Many of us trust that our doctor has our best interests in mind when advising treatments, but are they leaving certain options off the table?
A national survey has found that more than half of U.S. physicians withhold medical interventions from patients due to cost implications – even if the intervention would have benefitted the patient. This included practices like prescribing certain types of medication, ordering certain tests or scans, or repeating a lab test.
Researchers at the Mayo Clinic found that this “rationing behavior” is particularly prevalent among physicians with a solo practice – perhaps because they may not be equipped with the necessary resources to follow through with certain medical interventions.

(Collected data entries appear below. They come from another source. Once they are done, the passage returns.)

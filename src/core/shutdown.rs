use tokio::signal;

/// Resolves on Ctrl+C or SIGTERM so axum can drain in-flight requests.
pub(crate) async fn shutdown_signal() {
    let ctrl_c = async {
        if let Err(err) = signal::ctrl_c().await {
            tracing::error!(error = %err, "Failed to install Ctrl+C handler");
            std::future::pending::<()>().await;
        }
    };

    #[cfg(unix)]
    let terminate = async {
        match signal::unix::signal(signal::unix::SignalKind::terminate()) {
            Ok(mut stream) => {
                stream.recv().await;
            }
            Err(err) => {
                tracing::error!(error = %err, "Failed to install SIGTERM handler");
                std::future::pending::<()>().await;
            }
        }
    };

    #[cfg(not(unix))]
    let terminate = std::future::pending::<()>();

    let signal_name = tokio::select! {
        _ = ctrl_c => "SIGINT",
        _ = terminate => "SIGTERM",
    };

    tracing::info!(signal = signal_name, "Shutdown signal received, draining requests");
}
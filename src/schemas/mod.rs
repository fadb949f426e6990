use std::collections::HashMap;

use serde::de::Error as _;
use serde::{Deserialize, Serialize};
use time::{
    format_description::well_known::Rfc3339, macros::format_description, OffsetDateTime,
    PrimitiveDateTime,
};

use crate::core::time::to_primitive_utc;

pub(crate) mod evaluation;
pub(crate) mod response;
pub(crate) mod template;

#[derive(Debug, Serialize)]
pub(crate) struct HealthResponse {
    pub(crate) service: String,
    pub(crate) status: String,
    pub(crate) components: HashMap<String, String>,
}

#[derive(Debug, Serialize)]
pub(crate) struct RootResponse {
    pub(crate) message: String,
    pub(crate) version: String,
    pub(crate) docs_url: String,
}

/// Accepts RFC 3339 and the zone-less `YYYY-MM-DDTHH:MM[:SS]` forms; the
/// latter are read as UTC.
fn parse_datetime_flexible(raw: &str) -> Option<PrimitiveDateTime> {
    if let Ok(value) = OffsetDateTime::parse(raw, &Rfc3339) {
        return Some(to_primitive_utc(value));
    }
    if let Ok(value) =
        PrimitiveDateTime::parse(raw, &format_description!("[year]-[month]-[day]T[hour]:[minute]"))
    {
        return Some(value);
    }
    PrimitiveDateTime::parse(
        raw,
        &format_description!("[year]-[month]-[day]T[hour]:[minute]:[second]"),
    )
    .ok()
}

pub(crate) fn deserialize_datetime<'de, D>(deserializer: D) -> Result<PrimitiveDateTime, D::Error>
where
    D: serde::Deserializer<'de>,
{
    let raw = String::deserialize(deserializer)?;
    parse_datetime_flexible(&raw).ok_or_else(|| D::Error::custom(format!("invalid datetime: {raw}")))
}

pub(crate) fn deserialize_optional_datetime<'de, D>(
    deserializer: D,
) -> Result<Option<PrimitiveDateTime>, D::Error>
where
    D: serde::Deserializer<'de>,
{
    match Option::<String>::deserialize(deserializer)? {
        Some(raw) => parse_datetime_flexible(&raw)
            .ok_or_else(|| D::Error::custom(format!("invalid datetime: {raw}")))
            .map(Some),
        None => Ok(None),
    }
}

/// For PATCH bodies: an absent field stays `None` through `#[serde(default)]`,
/// an explicit `null` becomes `Some(None)`.
pub(crate) fn deserialize_nullable_datetime<'de, D>(
    deserializer: D,
) -> Result<Option<Option<PrimitiveDateTime>>, D::Error>
where
    D: serde::Deserializer<'de>,
{
    deserialize_optional_datetime(deserializer).map(Some)
}

pub(crate) fn deserialize_nullable_string<'de, D>(
    deserializer: D,
) -> Result<Option<Option<String>>, D::Error>
where
    D: serde::Deserializer<'de>,
{
    Option::<String>::deserialize(deserializer).map(Some)
}
pub(crate) mod directory;
pub(crate) mod models;
pub(crate) mod store;
pub(crate) mod types;

use std::time::Duration;

use sqlx::postgres::{PgConnectOptions, PgPoolOptions};
use sqlx::{ConnectOptions, PgPool};

use crate::core::config::Settings;

pub(crate) async fn init_pool(settings: &Settings) -> Result<PgPool, sqlx::Error> {
    let database_url = settings.database().database_url();
    let mut connect_options: PgConnectOptions = database_url.parse()?;

    connect_options = connect_options
        .application_name("course-evals")
        .log_statements(tracing::log::LevelFilter::Off);

    PgPoolOptions::new()
        .max_connections(settings.database().max_connections)
        .min_connections(1)
        .acquire_timeout(Duration::from_secs(30))
        .test_before_acquire(true)
        .connect_with(connect_options)
        .await
}

pub(crate) async fn run_migrations(pool: &PgPool) -> Result<(), sqlx::Error> {
    sqlx::migrate!("./migrations").run(pool).await?;
    Ok(())
}
use async_trait::async_trait;
use sqlx::PgPool;

use crate::db::models::{AssignHierarchy, EvalGroup, User};
use crate::db::types::GroupPermission;
use crate::repositories;
use crate::services::evaluations::store::{GroupResolver, IdentityProvider, StoreResult};

/// Users, group permissions and groups mirrored into Postgres.
#[derive(Clone)]
pub(crate) struct PgDirectory {
    pool: PgPool,
}

impl PgDirectory {
    pub(crate) fn new(pool: PgPool) -> Self {
        Self { pool }
    }
}

#[async_trait]
impl IdentityProvider for PgDirectory {
    async fn find_user(&self, user_id: &str) -> StoreResult<Option<User>> {
        Ok(repositories::directory::find_user(&self.pool, user_id).await?)
    }

    async fn is_admin(&self, user_id: &str) -> StoreResult<bool> {
        let user = repositories::directory::find_user(&self.pool, user_id).await?;
        Ok(user.is_some_and(|user| user.is_admin))
    }

    async fn has_permission(
        &self,
        user_id: &str,
        group_ref: &str,
        permission: GroupPermission,
    ) -> StoreResult<bool> {
        Ok(repositories::directory::has_permission(&self.pool, user_id, group_ref, permission)
            .await?)
    }

    async fn has_permission_anywhere(
        &self,
        user_id: &str,
        permission: GroupPermission,
    ) -> StoreResult<bool> {
        Ok(repositories::directory::has_permission_anywhere(&self.pool, user_id, permission).await?)
    }
}

#[async_trait]
impl GroupResolver for PgDirectory {
    async fn resolve_group(&self, group_ref: &str) -> StoreResult<Option<EvalGroup>> {
        Ok(repositories::directory::find_group(&self.pool, group_ref).await?)
    }

    async fn find_assign_hierarchy(&self, id: &str) -> StoreResult<Option<AssignHierarchy>> {
        Ok(repositories::directory::find_hierarchy(&self.pool, id).await?)
    }

    async fn list_assign_hierarchy(
        &self,
        evaluation_id: &str,
    ) -> StoreResult<Vec<AssignHierarchy>> {
        Ok(repositories::directory::list_hierarchy(&self.pool, evaluation_id).await?)
    }
}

“Solo practitioners have fewer resources to deal with the paperwork and other barriers; it may be easier not to make the effort in the first place when they know that their efforts will likely be in vain or will not be compensated,” said study leader Robert Sheeler.
The study sheds some light on the difficulties faced by doctors who have to be careful about how they manage and utilize resources. The initial survey was sent out to doctors in 2012; it asked them to self-rate their own rationing behavior and to clarify which factors contribute to that behavior.

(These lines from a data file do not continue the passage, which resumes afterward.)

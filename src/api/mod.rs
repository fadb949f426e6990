pub(crate) mod errors;
pub(crate) mod evaluations;
pub(crate) mod guards;
pub(crate) mod handlers;
pub(crate) mod responses;
pub(crate) mod router;
pub(crate) mod templates;
use std::sync::Arc;

use crate::core::config::Settings;
use crate::services::evaluations::EvaluationService;

#[derive(Clone)]
pub(crate) struct AppState {
    inner: Arc<InnerState>,
}

struct InnerState {
    settings: Settings,
    evaluations: EvaluationService,
}

impl AppState {
    pub(crate) fn new(settings: Settings, evaluations: EvaluationService) -> Self {
        Self { inner: Arc::new(InnerState { settings, evaluations }) }
    }

    pub(crate) fn settings(&self) -> &Settings {
        &self.inner.settings
    }

    pub(crate) fn evaluations(&self) -> &EvaluationService {
        &self.inner.evaluations
    }
}
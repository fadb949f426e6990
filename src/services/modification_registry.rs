use std::collections::{HashMap, HashSet};
use std::sync::OnceLock;

use crate::db::types::EvaluationState;

/// Which evaluation fields stay editable in each lifecycle state.
///
/// A state without an entry is unrestricted. A state with an entry only
/// accepts the listed fields, so unknown or misspelled names are refused.
#[derive(Debug)]
pub(crate) struct ModificationRegistry {
    permitted: HashMap<EvaluationState, HashSet<&'static str>>,
}

const ACTIVE_FIELDS: &[&str] = &[
    "due_date",
    "stop_date",
    "view_date",
    "reminder_days",
    "results_private",
    "instructors_date",
    "students_date",
];

const DUE_FIELDS: &[&str] =
    &["stop_date", "view_date", "results_private", "instructors_date", "students_date"];

const CLOSED_FIELDS: &[&str] = &["view_date", "results_private", "instructors_date", "students_date"];

impl ModificationRegistry {
    pub(crate) fn new() -> Self {
        let mut permitted = HashMap::new();
        permitted.insert(EvaluationState::Active, ACTIVE_FIELDS.iter().copied().collect());
        permitted.insert(EvaluationState::Due, DUE_FIELDS.iter().copied().collect());
        permitted.insert(EvaluationState::Closed, CLOSED_FIELDS.iter().copied().collect());
        permitted.insert(EvaluationState::Viewable, HashSet::new());
        Self { permitted }
    }

    pub(crate) fn is_permitted_modification(&self, state: EvaluationState, field: &str) -> bool {
        match self.permitted.get(&state) {
            Some(fields) => fields.contains(field),
            None => true,
        }
    }

    /// First field of a proposed change set that may not be edited in `state`.
    pub(crate) fn first_forbidden<'a, I>(&self, state: EvaluationState, fields: I) -> Option<&'a str>
    where
        I: IntoIterator<Item = &'a str>,
    {
        fields.into_iter().find(|field| !self.is_permitted_modification(state, field))
    }
}

pub(crate) fn registry() -> &'static ModificationRegistry {
    static REGISTRY: OnceLock<ModificationRegistry> = OnceLock::new();
    REGISTRY.get_or_init(ModificationRegistry::new)
}

pub(crate) fn is_permitted_modification(state: EvaluationState, field: &str) -> bool {
    registry().is_permitted_modification(state, field)
}

#[cfg(test)]
mod tests {
    use super::*;

    const EVERY_FIELD: &[&str] = &[
        "title",
        "instructions",
        "template_id",
        "start_date",
        "due_date",
        "stop_date",
        "view_date",
        "instructors_date",
        "students_date",
        "reminder_days",
        "results_private",
        "auth_control",
        "modify_responses_allowed",
        "blank_responses_allowed",
    ];

    #[test]
    fn queued_evaluations_accept_any_field() {
        for field in EVERY_FIELD.iter().chain(["no_such_field"].iter()) {
            assert!(is_permitted_modification(EvaluationState::InQueue, field), "{field}");
        }
    }

    #[test]
    fn restrictive_states_follow_their_allow_list() {
        let cases = [
            (EvaluationState::Active, ACTIVE_FIELDS),
            (EvaluationState::Due, DUE_FIELDS),
            (EvaluationState::Closed, CLOSED_FIELDS),
            (EvaluationState::Viewable, &[][..]),
        ];

        for (state, allowed) in cases {
            for field in EVERY_FIELD {
                assert_eq!(
                    is_permitted_modification(state, field),
                    allowed.contains(field),
                    "{} / {field}",
                    state.as_str()
                );
            }
        }
    }

    #[test]
    fn unknown_field_names_are_refused_when_restricted() {
        for state in [
            EvaluationState::Active,
            EvaluationState::Due,
            EvaluationState::Closed,
            EvaluationState::Viewable,
        ] {
            assert!(!is_permitted_modification(state, "dueDate"));
            assert!(!is_permitted_modification(state, ""));
        }
    }

    #[test]
    fn viewable_rejects_everything() {
        assert!(EVERY_FIELD
            .iter()
            .all(|field| !is_permitted_modification(EvaluationState::Viewable, field)));
    }

    #[test]
    fn first_forbidden_reports_offending_field() {
        let registry = registry();
        assert_eq!(
            registry.first_forbidden(EvaluationState::Due, ["view_date", "title", "due_date"]),
            Some("title")
        );
        assert_eq!(registry.first_forbidden(EvaluationState::Closed, ["view_date"]), None);
        assert_eq!(registry.first_forbidden(EvaluationState::InQueue, ["title"]), None);
    }
}
use sqlx::Row;

fn database_url() -> String {
    dotenvy::dotenv().ok();

    if let Ok(url) = std::env::var("DATABASE_URL") {
        if !url.trim().is_empty() {
            return url;
        }
    }

    let server = std::env::var("POSTGRES_SERVER").unwrap_or_else(|_| "localhost".into());
    let port = std::env::var("POSTGRES_PORT").unwrap_or_else(|_| "5432".into());
    let user = std::env::var("POSTGRES_USER").unwrap_or_else(|_| "evaluations".into());
    let password = std::env::var("POSTGRES_PASSWORD").unwrap_or_default();
    let db = std::env::var("POSTGRES_DB").unwrap_or_else(|_| "evaluations_db".into());

    format!("postgresql://{user}:{password}@{server}:{port}/{db}")
}

// Needs a reachable Postgres; run with `cargo test -- --ignored`.
#[tokio::test]
#[ignore]
async fn migrations_apply_and_tables_exist() -> anyhow::Result<()> {
    let pool =
        sqlx::postgres::PgPoolOptions::new().max_connections(1).connect(&database_url()).await?;

    let migrations_dir =
        std::env::var("EVAL_MIGRATIONS_DIR").unwrap_or_else(|_| "migrations".to_string());
    let migrator = sqlx::migrate::Migrator::new(std::path::Path::new(&migrations_dir)).await?;
    migrator.run(&pool).await?;

    let tables = [
        "users",
        "eval_groups",
        "group_permissions",
        "templates",
        "items",
        "evaluations",
        "assign_groups",
        "assign_hierarchy",
        "responses",
        "answers",
    ];

    for table in tables {
        let row = sqlx::query("SELECT to_regclass($1)::text").bind(table).fetch_one(&pool).await?;
        let regclass: Option<String> = row.try_get(0)?;
        assert!(regclass.is_some(), "expected table {table} to exist after migrations");
    }

    let states: Vec<String> =
        sqlx::query_scalar("SELECT unnest(enum_range(NULL::evaluationstate))::text")
            .fetch_all(&pool)
            .await?;
    assert_eq!(states, ["in_queue", "active", "due", "closed", "viewable"]);

    Ok(())
}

When the results came back, the researchers found that 53.1% of all respondents said they engaged in some sort of rationing behavior in the previous six months. Out of all the rationed interventions, magnetic resonance imaging scans (MRIs) were rationed the most often, with 48.3% of doctors admitting to doing so.
Additionally, the researchers found that coming from a certain background or having a certain political stance affected physician behavior. Doctors who were described as more “liberal” were less likely to ration treatments. Surgical and procedural specialists were also less likely to ration treatments when compared to primary care physicians.
Understanding rationing behaviors
Sheeler and his colleagues believe that rationing treatments in solo practices can be explained by what he calls “rationing by proxy,” wherein doctors act as representatives for insurance companies.
“Physicians become rationing agents of insurance companies because of the paperwork burden and excessive hoops of prior authorizations or excessive out-of-pocket costs that are set up by payers and pharmacy benefit managers,” he says.
Further, he says that understanding why doctors choose to ration treatments is an important first step towards addressing the topic as a whole.